Écrit par sur 21 juin 2025

Pour la 44ème année consécutive, le festival « Jazz sous les Pommiers » a réussi l’exploit de célébrer les cultures mondiales dans un tourbillon de notes étincelantes. De L’African Jazz Roots à Salif Keïta, ce sont des dizaines d’artistes, venus d’horizons très divers, qui ont illuminé la petite ville de Coutances en Normandie dans le nord-ouest de la France. La témérité des jazzmen, l’authenticité des bluesmen, la vigueur des fanfares, la verve des rappeurs, tout semblait concorder.

Le 29 mai 2025, un quartet de véritables acrobates du jazz enthousiasmait les amateurs de swing improvisé. Ce jour-là, Chris Potter (saxophone), Larry Grenadier (contrebasse), Eric Harland (batterie) et Gonzalo Rubalcaba (piano) démontraient qu’une rencontre inédite pouvait susciter des moments uniques d’effervescence musicale. Chacun d’eux est un maître dans son art et peut s’enorgueillir d’avoir joué avec les meilleurs instrumentistes de la planète. Leur maîtrise respective du vocabulaire harmonique et rythmique leur permet toutes les audaces devant des spectateurs ébahis. L’effet de surprise n’est pas seulement destiné au public. Ces quatre trublions, réunis sous l’appellation « First Meeting », se surprennent eux même et jouent avec leurs propres limites.
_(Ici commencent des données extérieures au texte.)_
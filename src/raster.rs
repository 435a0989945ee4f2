use image::RgbaImage;

use crate::error::{XShotError, XShotResult};

pub const BYTES_PER_PIXEL: usize = 4;

/// Top-left origin RGBA buffer. Rows may carry padding past `width * 4`
/// bytes, so always walk rows with [`Raster::stride`].
#[derive(Debug, Clone, PartialEq, Eq)]
pub struct Raster {
    width: u32,
    height: u32,
    stride: usize,
    pixels: Vec<u8>,
}

impl Raster {
    /// Allocates a zeroed raster with the given row stride in bytes.
    pub fn new(width: u32, height: u32, stride: usize) -> XShotResult<Raster> {
        let row_bytes = width as usize * BYTES_PER_PIXEL;
        if stride < row_bytes {
            return Err(XShotError::invalid_argument(format!(
                "stride {stride} is smaller than row width {row_bytes}"
            )));
        }

        let len = stride
            .checked_mul(height as usize)
            .ok_or_else(|| XShotError::resource("raster size overflows"))?;

        Ok(Raster {
            width,
            height,
            stride,
            pixels: vec![0u8; len],
        })
    }

    /// Wraps an existing buffer, e.g. one handed out by a foreign allocator.
    pub fn from_vec(
        width: u32,
        height: u32,
        stride: usize,
        pixels: Vec<u8>,
    ) -> XShotResult<Raster> {
        let row_bytes = width as usize * BYTES_PER_PIXEL;
        let needed = stride.checked_mul(height as usize);
        if stride < row_bytes || needed.is_none_or(|needed| pixels.len() < needed) {
            return Err(XShotError::invalid_argument("buffer not big enough"));
        }

        Ok(Raster {
            width,
            height,
            stride,
            pixels,
        })
    }

    pub fn width(&self) -> u32 {
        self.width
    }

    pub fn height(&self) -> u32 {
        self.height
    }

    pub fn stride(&self) -> usize {
        self.stride
    }

    /// Raw bytes including row padding.
    pub fn as_bytes(&self) -> &[u8] {
        &self.pixels
    }

    pub(crate) fn as_bytes_mut(&mut self) -> &mut [u8] {
        &mut self.pixels
    }

    /// The visible bytes of row `y`, without padding.
    pub fn row(&self, y: u32) -> Option<&[u8]> {
        if y >= self.height {
            return None;
        }
        let start = y as usize * self.stride;
        self.pixels
            .get(start..start + self.width as usize * BYTES_PER_PIXEL)
    }

    pub fn pixel(&self, x: u32, y: u32) -> Option<[u8; 4]> {
        if x >= self.width {
            return None;
        }
        let start = x as usize * BYTES_PER_PIXEL;
        let px = self.row(y)?.get(start..start + BYTES_PER_PIXEL)?;

        Some([px[0], px[1], px[2], px[3]])
    }

    /// Copies into an [`RgbaImage`], dropping any row padding.
    pub fn to_rgba_image(&self) -> XShotResult<RgbaImage> {
        let row_bytes = self.width as usize * BYTES_PER_PIXEL;
        let mut buf = Vec::with_capacity(row_bytes * self.height as usize);
        if row_bytes > 0 {
            for row in self.pixels.chunks_exact(self.stride).take(self.height as usize) {
                buf.extend_from_slice(&row[..row_bytes]);
            }
        }

        RgbaImage::from_raw(self.width, self.height, buf)
            .ok_or_else(|| XShotError::InternalFault("RgbaImage::from_raw failed".into()))
    }
}

/// Factory for destination rasters.
pub trait RasterAllocator {
    fn allocate(&self, width: u32, height: u32) -> XShotResult<Raster>;
}

/// Rows packed back to back, stride `width * 4`.
#[derive(Debug, Default, Clone, Copy)]
pub struct PackedAllocator;

impl RasterAllocator for PackedAllocator {
    fn allocate(&self, width: u32, height: u32) -> XShotResult<Raster> {
        Raster::new(width, height, width as usize * BYTES_PER_PIXEL)
    }
}
mod backend;
mod capture;
mod config;
mod connection;
mod error;
mod layout;
mod pixel;
mod raster;
mod rect;
mod source;

#[cfg(test)]
mod testing;

pub use backend::{DisplayBackend, ScreenInfo, SharedMemory};
pub use capture::{CaptureEngine, connect_and_capture};
pub use config::{CaptureConfig, PrimarySelection, ShmPolicy};
pub use connection::ConnectionManager;
pub use error::{XShotError, XShotResult};
pub use layout::{DisplayLayout, bounds_of, count_displays, query_layout};
pub use pixel::{OPAQUE_BLACK, bgrx_to_rgba};
pub use raster::{BYTES_PER_PIXEL, PackedAllocator, Raster, RasterAllocator};
pub use rect::Rect;
pub use source::{PixelSource, ReplySource, ShmSource};

#[cfg(target_os = "linux")]
mod linux;

#[cfg(target_os = "linux")]
pub use linux::*;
« Ce qui nous motive, c’est l’imprévisible. Il faut savoir réagir instantanément. Si vous acceptez d’être surpris, vous acceptez donc les différences et de jouer avec les différences. Un créateur ne doit rien attendre de la musique dans laquelle il se plonge. Il faut rester ouvert, écouter les autres, être prêt à recevoir autant sur le plan spirituel qu’émotionnel et musical. Voilà ce qui compte. Se concentrer sur un élément spécifique importe peu. Que vous soyez Cubains, Américains ou Français est secondaire. La musique dépasse tous ces enjeux ». (Le pianiste cubain Gonzalo Rubalcaba au micro de Joe Farmer)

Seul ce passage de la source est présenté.